The Indian Space Research Organisation (ISRO) is getting ready for the launch of the Rs 450-crore satellite, which weighs 1350 kg. It will take about 10 months to reach the orbit of Mars traversing a distance of over 400 million kilometres.
"The satellite is in the final stages of testing. We have also got thumbs up from the review committee," an elated ISRO Chairman K Radhakrishnan told NDTV.
Mr Radhakrishnan says Mangalyaan will carry five Indian scientific instruments to study the atmosphere of the Red Planet, look for traces of Methane which could indicate if life exists on Mars, take colour photos of the planet and analyse the presence of water there.
Other experts suggest that it is not so much the inter-planetary configuration but earth bound geo-political considerations that may be weighing on India's mind referring to the space rivalry between India and China. "We are not racing with anybody and the Indian Mars mission has its own relevance," says Mr Radhakrishnan. He, however, admits that there is an element of 'national pride' involved with the mission.
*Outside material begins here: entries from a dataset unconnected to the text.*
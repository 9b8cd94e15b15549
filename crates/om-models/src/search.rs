//! Search endpoint models

use crate::common::{position_as_f64, GeoPosition, ModelError, ResponseModel};
use crate::raw::RawFields;
use serde::Serialize;
use serde_json::Value;

/// One match returned by the search endpoint
#[derive(Debug, Clone, Default, PartialEq, Serialize)]
pub struct SearchResultItem {
  #[serde(skip_serializing_if = "Option::is_none")]
  pub search_value: Option<String>,

  /// Block number
  #[serde(skip_serializing_if = "Option::is_none")]
  pub blk_no: Option<String>,

  #[serde(skip_serializing_if = "Option::is_none")]
  pub road_name: Option<String>,

  #[serde(skip_serializing_if = "Option::is_none")]
  pub building: Option<String>,

  /// Full formatted address
  #[serde(skip_serializing_if = "Option::is_none")]
  pub address: Option<String>,

  /// Six digit postal code
  #[serde(skip_serializing_if = "Option::is_none")]
  pub postal: Option<String>,

  /// SVY21 (X, Y)
  #[serde(skip_serializing_if = "Option::is_none")]
  pub coordinates: Option<GeoPosition>,

  /// WGS84 (latitude, longitude)
  #[serde(skip_serializing_if = "Option::is_none")]
  pub lat_long: Option<GeoPosition>,
}

impl SearchResultItem {
  /// Latitude and longitude as numbers
  pub fn lat_long_f64(&self) -> Option<(f64, f64)> {
    self.lat_long.as_ref().and_then(position_as_f64)
  }

  /// SVY21 X and Y as numbers
  pub fn coordinates_f64(&self) -> Option<(f64, f64)> {
    self.coordinates.as_ref().and_then(position_as_f64)
  }
}

impl ResponseModel for SearchResultItem {
  const NAME: &'static str = "SearchResultItem";

  fn from_json(value: &Value) -> Result<Self, ModelError> {
    let raw = RawFields::new(Self::NAME, value)?;
    Ok(Self {
      search_value: raw.string(&["SEARCHVAL", "search_value"]),
      blk_no: raw.string(&["BLK_NO"]),
      road_name: raw.string(&["ROAD_NAME"]),
      building: raw.string(&["BUILDING"]),
      address: raw.string(&["ADDRESS"]),
      postal: raw.string(&["POSTAL"]),
      coordinates: raw.position(&["coordinates"], &["X"], &["Y"]),
      // LONGTITUDE is an upstream misspelling that duplicates LONGITUDE
      lat_long: raw.position(&["lat_long"], &["LATITUDE"], &["LONGITUDE", "LONGTITUDE"]),
    })
  }
}

/// A page of search matches
#[derive(Debug, Clone, PartialEq, Serialize)]
pub struct SearchResult {
  /// Total number of matches across all pages
  #[serde(skip_serializing_if = "Option::is_none")]
  pub found: Option<i64>,

  pub total_num_pages: i64,

  pub page_num: i64,

  pub results: Vec<SearchResultItem>,
}

impl SearchResult {
  pub fn is_empty(&self) -> bool {
    self.results.is_empty()
  }

  pub fn has_more_pages(&self) -> bool {
    self.page_num < self.total_num_pages
  }
}

impl ResponseModel for SearchResult {
  const NAME: &'static str = "SearchResult";

  fn from_json(value: &Value) -> Result<Self, ModelError> {
    let raw = RawFields::new(Self::NAME, value)?;
    Ok(Self {
      found: raw.integer(&["found"], "found")?,
      total_num_pages: raw.required_integer(&["totalNumPages"], "total_num_pages")?,
      page_num: raw.required_integer(&["pageNum"], "page_num")?,
      results: raw.list(&["results"], "results", SearchResultItem::from_json)?.unwrap_or_default(),
    })
  }
}

#[cfg(test)]
mod tests {
  use super::*;
  use serde_json::json;

  fn sample() -> Value {
    json!({
      "found": 2,
      "totalNumPages": 1,
      "pageNum": 1,
      "results": [
        {
          "SEARCHVAL": "INLAND REVENUE AUTHORITY OF SINGAPORE (IRAS)",
          "BLK_NO": "55",
          "ROAD_NAME": "NEWTON ROAD",
          "BUILDING": "INLAND REVENUE AUTHORITY OF SINGAPORE (IRAS)",
          "ADDRESS": "55 NEWTON ROAD, SINGAPORE 307987",
          "POSTAL": "307987",
          "X": "28983.7537272647",
          "Y": "33554.4361084122",
          "LATITUDE": "1.31972890510723",
          "LONGITUDE": "103.842158118267",
          "LONGTITUDE": "103.842158118267"
        },
        {
          "SEARCHVAL": "REVENUE HOUSE",
          "BLK_NO": "55",
          "ROAD_NAME": "NEWTON ROAD",
          "BUILDING": "REVENUE HOUSE",
          "ADDRESS": "55 NEWTON ROAD, SINGAPORE 307987",
          "POSTAL": "307987",
          "X": "28977.8507137401",
          "Y": "33547.5712691676",
          "LATITUDE": "1.31966682211667",
          "LONGITUDE": "103.842105076401",
          "LONGTITUDE": "103.842105076401"
        }
      ]
    })
  }

  #[test]
  fn test_search_result_from_payload() {
    let result = SearchResult::from_json(&sample()).unwrap();
    assert_eq!(result.found, Some(2));
    assert_eq!(result.total_num_pages, 1);
    assert_eq!(result.page_num, 1);
    assert!(!result.has_more_pages());
    assert_eq!(result.results.len(), 2);

    let first = &result.results[0];
    assert_eq!(first.search_value.as_deref(), Some("INLAND REVENUE AUTHORITY OF SINGAPORE (IRAS)"));
    assert_eq!(first.blk_no.as_deref(), Some("55"));
    assert_eq!(first.postal.as_deref(), Some("307987"));
    assert_eq!(
      first.coordinates,
      Some((Some("28983.7537272647".to_string()), Some("33554.4361084122".to_string())))
    );
    assert_eq!(first.lat_long_f64(), Some((1.31972890510723, 103.842158118267)));
    assert_eq!(result.results[1].search_value.as_deref(), Some("REVENUE HOUSE"));
  }

  #[test]
  fn test_missing_fields_stay_unset() {
    let item = SearchResultItem::from_json(&json!({"SEARCHVAL": "ONLY NAME", "UNKNOWN": 1})).unwrap();
    assert_eq!(item.search_value.as_deref(), Some("ONLY NAME"));
    assert!(item.blk_no.is_none());
    assert!(item.coordinates.is_none());
    assert!(item.lat_long.is_none());
  }

  #[test]
  fn test_misspelled_longitude_is_a_fallback_only() {
    let item = SearchResultItem::from_json(&json!({
      "LATITUDE": "1.3",
      "LONGTITUDE": "103.8"
    }))
    .unwrap();
    assert_eq!(item.lat_long_f64(), Some((1.3, 103.8)));
  }

  #[test]
  fn test_required_pagination() {
    let err = SearchResult::from_json(&json!({"pageNum": 1, "results": []})).unwrap_err();
    assert!(matches!(err, ModelError::MissingField { field: "total_num_pages", .. }));
  }

  #[test]
  fn test_results_absent_is_empty() {
    let result = SearchResult::from_json(&json!({"totalNumPages": 0, "pageNum": 1})).unwrap();
    assert!(result.is_empty());
    assert!(result.found.is_none());
  }

  #[test]
  fn test_to_dict() {
    let result = SearchResult::from_json(&sample()).unwrap();
    let dict = result.to_dict();
    assert_eq!(dict["found"], json!(2));
    assert_eq!(dict["total_num_pages"], json!(1));
    assert_eq!(dict["page_num"], json!(1));

    let item = &dict["results"][0];
    assert_eq!(item["search_value"], json!("INLAND REVENUE AUTHORITY OF SINGAPORE (IRAS)"));
    assert_eq!(item["road_name"], json!("NEWTON ROAD"));
    assert_eq!(item["coordinates"], json!(["28983.7537272647", "33554.4361084122"]));
    assert_eq!(item["lat_long"], json!(["1.31972890510723", "103.842158118267"]));
    assert!(item.get("LONGTITUDE").is_none());

    // the dict form maps back onto the same record
    assert_eq!(SearchResult::from_json(&dict).unwrap(), result);
  }
}
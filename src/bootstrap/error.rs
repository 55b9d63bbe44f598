//! Bootstrap failures. All of them are fatal to the process.

use thiserror::Error;

use crate::collaborators::MetadataError;
use crate::net::PortError;
use crate::service::ServiceRole;

#[derive(Debug, Error)]
pub enum BootstrapError {
    #[error("{role}: unable to derive listener ports: {source}")]
    Ports {
        role: ServiceRole,
        #[source]
        source: PortError,
    },

    #[error("{role}: unable to instantiate metadata client: {source}")]
    Metadata {
        role: ServiceRole,
        #[source]
        source: MetadataError,
    },
}

impl BootstrapError {
    pub fn role(&self) -> ServiceRole {
        match self {
            BootstrapError::Ports { role, .. } | BootstrapError::Metadata { role, .. } => *role,
        }
    }
}
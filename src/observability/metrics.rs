//! Metrics collection and exposition.
//!
//! # Responsibilities
//! - Install one Prometheus recorder per process
//! - Tag node metrics with service name and host name
//! - Render the scrape payload for the diagnostic endpoint
//!
//! # Metrics
//! - `cherami_bootstrap_completed_total` (counter): successful bootstraps
//! - `cherami_listener_started_total` (counter): listeners by surface
//! - `cherami_stream_opened_total` (counter): websocket streams by path
//! - `cherami_stream_frames_total` (counter): frames received on streams
//! - `cherami_uptime_start_seconds` (gauge): unix time the node started

use std::sync::OnceLock;
use std::time::{SystemTime, UNIX_EPOCH};

use metrics_exporter_prometheus::{PrometheusBuilder, PrometheusHandle};

use crate::config::RoleConfig;

static PROMETHEUS: OnceLock<PrometheusHandle> = OnceLock::new();

/// Handle of the process-wide recorder, installing it on first use.
pub fn prometheus_handle() -> PrometheusHandle {
    PROMETHEUS
        .get_or_init(|| {
            let recorder = PrometheusBuilder::new().build_recorder();
            let handle = recorder.handle();
            if metrics::set_global_recorder(recorder).is_err() {
                tracing::warn!("A metrics recorder was already installed");
            }
            handle
        })
        .clone()
}

pub mod names {
    pub const BOOTSTRAP_COMPLETED: &str = "cherami_bootstrap_completed_total";
    pub const LISTENER_STARTED: &str = "cherami_listener_started_total";
    pub const STREAM_OPENED: &str = "cherami_stream_opened_total";
    pub const STREAM_FRAMES: &str = "cherami_stream_frames_total";
    pub const UPTIME_START: &str = "cherami_uptime_start_seconds";
}

/// Emits metrics tagged with this node's service and host.
#[derive(Debug, Clone)]
pub struct MetricsReporter {
    service: &'static str,
    host: String,
}

impl MetricsReporter {
    pub fn new(config: &RoleConfig) -> Self {
        // Make sure every metric emitted through the reporter lands in the exporter.
        let _ = prometheus_handle();
        Self {
            service: config.role.service_name(),
            host: resolve_host_name(&config.host_name),
        }
    }

    pub fn service(&self) -> &'static str {
        self.service
    }

    pub fn host(&self) -> &str {
        &self.host
    }

    pub fn bootstrap_completed(&self) {
        metrics::counter!(names::BOOTSTRAP_COMPLETED,
            "service" => self.service, "host" => self.host.clone())
        .increment(1);

        let now = SystemTime::now()
            .duration_since(UNIX_EPOCH)
            .map(|d| d.as_secs_f64())
            .unwrap_or_default();
        metrics::gauge!(names::UPTIME_START,
            "service" => self.service, "host" => self.host.clone())
        .set(now);
    }

    pub fn listener_started(&self, surface: &'static str) {
        metrics::counter!(names::LISTENER_STARTED,
            "service" => self.service, "host" => self.host.clone(), "surface" => surface)
        .increment(1);
    }

    pub fn stream_opened(&self, path: &str) {
        metrics::counter!(names::STREAM_OPENED,
            "service" => self.service, "host" => self.host.clone(), "path" => path.to_string())
        .increment(1);
    }

    pub fn stream_frames(&self, path: &str, frames: u64) {
        metrics::counter!(names::STREAM_FRAMES,
            "service" => self.service, "host" => self.host.clone(), "path" => path.to_string())
        .increment(frames);
    }
}

fn resolve_host_name(configured: &str) -> String {
    if !configured.is_empty() {
        return configured.to_string();
    }
    std::env::var("HOSTNAME")
        .ok()
        .filter(|h| !h.is_empty())
        .unwrap_or_else(|| "localhost".to_string())
}
//! End-to-end startup tests: bootstrap, then bring up every listener.

use std::net::SocketAddr;

use futures_util::SinkExt;
use tokio_tungstenite::tungstenite::Message;

use cherami_node::storage::StorageOverrides;
use cherami_node::{bootstrap, start_service, DefaultHostFactory, ServiceRole, Shutdown};

mod common;

use common::{config_with_metadata, start_metadata_service};

fn http_client() -> reqwest::Client {
    reqwest::Client::builder().no_proxy().build().unwrap()
}

#[tokio::test]
async fn test_store_starts_all_three_surfaces() {
    let metadata_addr: SocketAddr = "127.0.0.1:28600".parse().unwrap();
    start_metadata_service(metadata_addr).await;

    let mut config = config_with_metadata(&format!("http://{metadata_addr}"));
    config.services.storehost.port = 28601;
    config.services.storehost.websocket_port = 28602;
    config.storage.host_uuid = "store-host-1".into();

    let overrides = StorageOverrides {
        store: Some("ManyRocks".into()),
        dir: Some("/data/store".into()),
        env_dir: None,
    };
    let booted = bootstrap(ServiceRole::Store, &config, &overrides, &DefaultHostFactory)
        .await
        .unwrap();

    let shutdown = Shutdown::new();
    let running = start_service(booted, &shutdown).await.unwrap();
    assert_eq!(running.primary.port(), 28601);
    assert_eq!(running.websocket.map(|a| a.port()), Some(28602));
    assert_eq!(running.diagnostic.port(), 38601);

    let client = http_client();

    let health = client
        .get("http://127.0.0.1:28601/health")
        .send()
        .await
        .unwrap();
    assert_eq!(health.status(), 200);

    let channel: serde_json::Value = client
        .get("http://127.0.0.1:28601/BStore")
        .send()
        .await
        .unwrap()
        .json()
        .await
        .unwrap();
    assert_eq!(channel["channel"], "BStore");
    assert_eq!(channel["uuid"], "store-host-1");

    let status: serde_json::Value = client
        .get("http://127.0.0.1:38601/status")
        .send()
        .await
        .unwrap()
        .json()
        .await
        .unwrap();
    assert_eq!(status["service"], "cherami-storehost");
    assert_eq!(status["uuid"], "store-host-1");
    assert_eq!(status["ports"]["diagnostic"], 38601);

    // Store diagnostics introspect the service bundle, not the host.
    let vars: serde_json::Value = client
        .get("http://127.0.0.1:38601/debug/vars")
        .send()
        .await
        .unwrap()
        .json()
        .await
        .unwrap();
    assert_eq!(vars["service"], "cherami-storehost");
    assert!(vars.get("channels").is_none());

    let (mut stream, response) =
        tokio_tungstenite::connect_async("ws://127.0.0.1:28602/open_append_stream")
            .await
            .unwrap();
    assert_eq!(response.status(), 101);
    stream.send(Message::Text("append".into())).await.unwrap();
    stream.close(None).await.unwrap();

    shutdown.trigger();
}

#[tokio::test]
async fn test_controller_has_no_websocket() {
    let metadata_addr: SocketAddr = "127.0.0.1:28610".parse().unwrap();
    start_metadata_service(metadata_addr).await;

    let mut config = config_with_metadata(&format!("http://{metadata_addr}"));
    config.services.controllerhost.port = 28611;

    let booted = bootstrap(
        ServiceRole::Controller,
        &config,
        &StorageOverrides::default(),
        &DefaultHostFactory,
    )
    .await
    .unwrap();

    let shutdown = Shutdown::new();
    let running = start_service(booted, &shutdown).await.unwrap();
    assert_eq!(running.websocket, None);
    assert_eq!(running.diagnostic.port(), 38611);

    let health = http_client()
        .get("http://127.0.0.1:38611/health")
        .send()
        .await
        .unwrap();
    assert_eq!(health.status(), 200);

    shutdown.trigger();
}

#[tokio::test]
async fn test_input_diagnostics_introspect_host() {
    let metadata_addr: SocketAddr = "127.0.0.1:28620".parse().unwrap();
    start_metadata_service(metadata_addr).await;

    let mut config = config_with_metadata(&format!("http://{metadata_addr}"));
    config.services.inputhost.port = 28621;
    config.services.inputhost.websocket_port = 28622;

    let booted = bootstrap(
        ServiceRole::Input,
        &config,
        &StorageOverrides::default(),
        &DefaultHostFactory,
    )
    .await
    .unwrap();

    let shutdown = Shutdown::new();
    start_service(booted, &shutdown).await.unwrap();

    let vars: serde_json::Value = http_client()
        .get("http://127.0.0.1:38621/debug/vars")
        .send()
        .await
        .unwrap()
        .json()
        .await
        .unwrap();
    assert_eq!(vars["service"], "cherami-inputhost");
    assert_eq!(vars["channels"], serde_json::json!(["BIn", "InputHostAdmin"]));
    assert_eq!(vars["primary"], "127.0.0.1:28621");

    shutdown.trigger();
}

#[tokio::test]
async fn test_occupied_primary_port_fails_start() {
    let metadata_addr: SocketAddr = "127.0.0.1:28630".parse().unwrap();
    start_metadata_service(metadata_addr).await;

    let _occupied = tokio::net::TcpListener::bind("127.0.0.1:28631").await.unwrap();

    let mut config = config_with_metadata(&format!("http://{metadata_addr}"));
    config.services.frontendhost.port = 28631;

    let booted = bootstrap(
        ServiceRole::Frontend,
        &config,
        &StorageOverrides::default(),
        &DefaultHostFactory,
    )
    .await
    .unwrap();

    let shutdown = Shutdown::new();
    let err = start_service(booted, &shutdown).await.unwrap_err();
    assert_eq!(err.role, ServiceRole::Frontend);
    assert!(err.to_string().contains("28631"));
}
Some suggest after the success of Chandrayaan-1, the natural stepping stone for India was to try to reach Mars. Mr Radhakrishnan said, "We had to prepare the spacecraft on a fast-track mode as we had a deadline to meet. Though it is a complex spacecraft, but our people have done it." He also said that it is a critical mission for the country because after Chandrayaan-1 ISRO is looking to go deeper into the space, on a longer voyage.